Multimodal large language models (MLLMs) are vulnerable to adversarial prompts and jailbreaking attacks, posing significant safety risks. Method: This paper proposes QGuard—a zero-shot, query-driven, dynamic safety guard that requires no model fine-tuning. Leveraging white-box analysis of inputs, QGuard dynamically generates diverse, interpretable guard questions in real time to perform immediate risk detection on both textual and multimodal inputs. Contribution/Results: QGuard introduces the first “query-based zero-shot multimodal safety guarding” paradigm, integrating dynamic guard-question generation, diversity enhancement, and interpretability-aware analysis. Extensive experiments demonstrate that QGuard achieves state-of-the-art defense performance across mainstream harmful-content and jailbreaking benchmarks, with low false-positive rates, minimal computational overhead, strong generalization across unseen attack types, and seamless integration into production LLM serving systems.

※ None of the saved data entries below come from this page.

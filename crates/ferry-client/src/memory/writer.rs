//! Transactional writes against the in-memory engine.

use std::sync::Arc;

use bytes::Bytes;
use ferry_common::SnapshotTimestamp;
use tracing::debug;

use super::state::EngineState;
use crate::error::{ClientError, ClientResult};
use crate::session::{KvPair, WriteHelper};

pub(crate) struct MemoryWriteHelper {
    state: Arc<EngineState>,
    start_ts: SnapshotTimestamp,
    primary_key: Option<Bytes>,
}

impl MemoryWriteHelper {
    pub fn new(
        state: Arc<EngineState>,
        start_ts: SnapshotTimestamp,
        primary_key: Option<Bytes>,
    ) -> Self {
        Self {
            state,
            start_ts,
            primary_key,
        }
    }

    fn check_fault(&self) -> ClientResult<()> {
        if self.state.faults.take_write() {
            self.state.record_failed_write();
            return Err(ClientError::WriteFailed("injected write failure".into()));
        }
        Ok(())
    }
}

impl WriteHelper for MemoryWriteHelper {
    fn commit(&mut self, pairs: Vec<KvPair>) -> ClientResult<SnapshotTimestamp> {
        if self.primary_key.is_some() {
            return Err(ClientError::WriteFailed(
                "helper of a global transaction cannot commit on its own".into(),
            ));
        }
        self.check_fault()?;

        let count = pairs.len();
        let commit_ts = self.state.next_timestamp();
        if let Err(e) = self.state.apply(pairs, self.start_ts, commit_ts) {
            self.state.record_failed_write();
            return Err(e);
        }
        self.state.stats.write().commits += 1;

        debug!(start_ts = %self.start_ts, commit_ts = %commit_ts, pairs = count, "committed");
        Ok(commit_ts)
    }

    fn prewrite_secondaries(&mut self, pairs: Vec<KvPair>) -> ClientResult<()> {
        let Some(primary) = self.primary_key.as_ref() else {
            return Err(ClientError::WriteFailed(
                "prewrite requires a primary key".into(),
            ));
        };
        self.check_fault()?;

        let mut pending = self.state.pending.lock();
        let txn = pending
            .get_mut(primary)
            .filter(|txn| txn.start_ts == self.start_ts)
            .ok_or(ClientError::TransactionNotFound {
                start_ts: self.start_ts.version(),
            })?;
        let count = pairs.len();
        txn.secondaries.extend(pairs);
        drop(pending);

        self.state.stats.write().prewrites += 1;
        debug!(start_ts = %self.start_ts, pairs = count, "prewrote secondaries");
        Ok(())
    }

    fn close(&mut self) -> ClientResult<()> {
        self.state.stats.write().helpers_closed += 1;
        if self.state.faults.take_helper_close() {
            return Err(ClientError::CloseFailed("injected helper close failure".into()));
        }
        Ok(())
    }
}
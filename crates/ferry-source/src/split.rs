//! Split planning.

use ferry_client::{Session, Split};
use ferry_common::{SnapshotTimestamp, TableRef};
use tracing::info;

use crate::error::{SourceError, SourceResult};

/// Divides `table_ref` into at most `count` splits.
///
/// Every split carries the same default timestamp: `timestamp` if given,
/// otherwise a fresh one from the session clock, so readers of all splits
/// observe one consistent snapshot unless overridden.
pub fn plan_splits(
    session: &dyn Session,
    table_ref: &TableRef,
    count: usize,
    timestamp: Option<SnapshotTimestamp>,
) -> SourceResult<Vec<Split>> {
    let table = session
        .table_info(table_ref)
        .map_err(|e| SourceError::client("resolve table", e))?;
    let timestamp = match timestamp {
        Some(ts) => ts,
        None => session
            .current_timestamp()
            .map_err(|e| SourceError::client("obtain snapshot timestamp", e))?,
    };
    let ranges = session
        .key_ranges(&table, count)
        .map_err(|e| SourceError::client("divide key space", e))?;

    info!(table = %table_ref, splits = ranges.len(), timestamp = %timestamp, "planned splits");
    Ok(ranges
        .into_iter()
        .map(|range| Split::new(table_ref.clone(), range, timestamp))
        .collect())
}

#[cfg(test)]
mod tests {
    use super::*;
    use ferry_client::memory::MemoryEngine;
    use ferry_client::{ClientConfig, ColumnInfo, DataType, SessionFactory, TableInfo};

    #[test]
    fn test_plan_empty_table() {
        let engine = MemoryEngine::new();
        engine
            .create_table(TableInfo::new(
                TableRef::new("db", "t"),
                vec![ColumnInfo::new("c", DataType::Text)],
            ))
            .unwrap();
        let session = engine.create_session(&ClientConfig::new()).unwrap();

        let ts = SnapshotTimestamp::new(9, 0);
        let splits = plan_splits(session.as_ref(), &TableRef::new("db", "t"), 4, Some(ts)).unwrap();
        assert_eq!(splits.len(), 1);
        assert_eq!(splits[0].timestamp, ts);
        assert_eq!(splits[0].table_ref, TableRef::new("db", "t"));
    }

    #[test]
    fn test_plan_uses_session_clock() {
        let engine = MemoryEngine::new();
        engine
            .create_table(TableInfo::new(
                TableRef::new("db", "t"),
                vec![ColumnInfo::new("c", DataType::Text)],
            ))
            .unwrap();
        let before = engine.current_timestamp();
        let session = engine.create_session(&ClientConfig::new()).unwrap();

        let splits = plan_splits(session.as_ref(), &TableRef::new("db", "t"), 2, None).unwrap();
        assert!(splits.iter().all(|s| s.timestamp > before));
    }

    #[test]
    fn test_plan_unknown_table() {
        let engine = MemoryEngine::new();
        let session = engine.create_session(&ClientConfig::new()).unwrap();
        assert!(plan_splits(session.as_ref(), &TableRef::new("db", "nope"), 2, None).is_err());
    }
}
//! Option keys and defaults shared across Ferry.
//!
//! Host frameworks hand configuration over as flat string maps, so every
//! recognized option is named here once.

// =============================================================================
// Client Options
// =============================================================================

/// Comma separated storage-engine endpoints.
pub const OPT_ENDPOINTS: &str = "ferry.endpoints";

/// Database used when a table reference carries no database.
pub const OPT_DATABASE: &str = "ferry.database";

/// Explicit snapshot version token (unsigned 64-bit packed timestamp).
///
/// Takes priority over [`OPT_SNAPSHOT_TIMESTAMP`].
pub const OPT_SNAPSHOT_VERSION: &str = "ferry.snapshot.version";

/// Explicit snapshot wall-clock timestamp (ISO-8601 with offset).
pub const OPT_SNAPSHOT_TIMESTAMP: &str = "ferry.snapshot.timestamp";

// =============================================================================
// Sink Options
// =============================================================================

/// Absorb duplicate keys within one batch instead of failing.
pub const OPT_SINK_DEDUPLICATE: &str = "sink.deduplicate";

/// Number of row ids served by one allocator block.
pub const OPT_SINK_ROW_ID_STEP: &str = "sink.row-id-allocator.step";

/// Maximum number of rows buffered before a flush.
pub const OPT_SINK_BUFFER_SIZE: &str = "sink.buffer-size";

/// Write mode, `minibatch` or `global`.
pub const OPT_SINK_WRITE_MODE: &str = "sink.write-mode";

/// Duplicate merge policy, `keep-first` or `keep-last`.
pub const OPT_SINK_MERGE_POLICY: &str = "sink.merge-policy";

/// Comma separated row-id start values indexed by writer ordinal.
pub const OPT_SINK_ROW_ID_STARTS: &str = "sink.row-id-starts";

/// Start version token of the shared transaction in global mode.
pub const OPT_SINK_GLOBAL_START_VERSION: &str = "sink.global.start-version";

/// Primary key of the shared transaction in global mode.
pub const OPT_SINK_GLOBAL_PRIMARY_KEY: &str = "sink.global.primary-key";

// =============================================================================
// Defaults
// =============================================================================

/// Default row-id allocator step.
pub const DEFAULT_ROW_ID_STEP: u64 = 30_000;

/// Default buffer capacity in rows.
pub const DEFAULT_BUFFER_SIZE: usize = 1_000;

/// Number of low bits holding the logical counter in a version token.
pub const LOGICAL_BITS: u32 = 18;

/// Mask selecting the logical counter of a version token.
pub const LOGICAL_MASK: u64 = (1 << LOGICAL_BITS) - 1;

/// Reported by readers that cannot compute fractional progress.
pub const PROGRESS_UNKNOWN: f32 = 0.0;
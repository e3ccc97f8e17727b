//! Output records handed to the host.

use std::fmt;

use ferry_client::{DataType, Value};
use serde::{Deserialize, Serialize};

/// One field of an output record.
#[derive(Debug, Clone, PartialEq, Eq, Serialize, Deserialize)]
pub struct OutputField {
    /// Column name.
    pub name: String,
    /// Engine type tag.
    pub data_type: DataType,
    /// Value as read.
    pub value: Value,
}

/// A row as handed to the host: fields in table column order.
#[derive(Debug, Clone, Default, PartialEq, Eq, Serialize, Deserialize)]
#[serde(transparent)]
pub struct OutputRecord {
    fields: Vec<OutputField>,
}

impl OutputRecord {
    /// Creates an empty record.
    pub fn new() -> Self {
        Self::default()
    }

    /// Removes all fields, keeping the allocation.
    pub fn clear(&mut self) {
        self.fields.clear();
    }

    /// Appends a field.
    pub fn push(&mut self, name: impl Into<String>, data_type: DataType, value: Value) {
        self.fields.push(OutputField {
            name: name.into(),
            data_type,
            value,
        });
    }

    /// Returns the fields in column order.
    pub fn fields(&self) -> &[OutputField] {
        &self.fields
    }

    /// Returns the number of fields.
    pub fn len(&self) -> usize {
        self.fields.len()
    }

    /// Returns true if the record has no fields.
    pub fn is_empty(&self) -> bool {
        self.fields.is_empty()
    }

    /// Returns the field at `index`.
    pub fn field(&self, index: usize) -> Option<&OutputField> {
        self.fields.get(index)
    }

    /// Returns the value of the column named `name`.
    pub fn get(&self, name: &str) -> Option<&Value> {
        self.fields
            .iter()
            .find(|field| field.name == name)
            .map(|field| &field.value)
    }

    /// Returns the values in column order.
    pub fn values(&self) -> impl Iterator<Item = &Value> {
        self.fields.iter().map(|field| &field.value)
    }
}

impl fmt::Display for OutputRecord {
    fn fmt(&self, f: &mut fmt::Formatter<'_>) -> fmt::Result {
        write!(f, "{{")?;
        for (i, field) in self.fields.iter().enumerate() {
            if i > 0 {
                write!(f, ", ")?;
            }
            write!(f, "{}: {}", field.name, field.value)?;
        }
        write!(f, "}}")
    }
}

#[cfg(test)]
mod tests {
    use super::*;

    #[test]
    fn test_lookup_and_order() {
        let mut record = OutputRecord::new();
        record.push("id", DataType::BigInt, Value::Int(7));
        record.push("name", DataType::Text, Value::from("ada"));

        assert_eq!(record.len(), 2);
        assert_eq!(record.get("name"), Some(&Value::from("ada")));
        assert_eq!(record.get("missing"), None);
        assert_eq!(record.field(0).map(|f| f.name.as_str()), Some("id"));
        assert_eq!(record.to_string(), "{id: 7, name: 'ada'}");

        record.clear();
        assert!(record.is_empty());
    }

    #[test]
    fn test_serializes_as_field_list() {
        let mut record = OutputRecord::new();
        record.push("id", DataType::BigInt, Value::Int(1));

        let json = serde_json::to_value(&record).unwrap();
        assert!(json.is_array());
        assert_eq!(json[0]["name"], "id");
    }
}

The recent advancements in Large Language Models(LLMs) have had a significant impact on a wide range of fields, from general domains to specialized areas. However, these advancements have also significantly increased the potential for malicious users to exploit harmful and jailbreak prompts for malicious attacks. Although there have been many efforts to prevent harmful prompts and jailbreak prompts, protecting LLMs from such malicious attacks remains an important and challenging task. In this paper, we propose QGuard, a simple yet effective safety guard method, that utilizes question prompting to block harmful prompts in a zero-shot manner. Our method can defend LLMs not only from text-based harmful prompts but also from multi-modal harmful prompt attacks. Moreover, by diversifying and modifying guard questions, our approach remains robust against the latest harmful prompts without fine-tuning. Experimental results show that our model performs competitively on both text-only and multi-modal harmful datasets. Additionally, by providing an analysis of question prompting, we enable a white-box analysis of user inputs. We believe our method provides valuable insights for real-world LLM services in mitigating security risks associated with harmful prompts.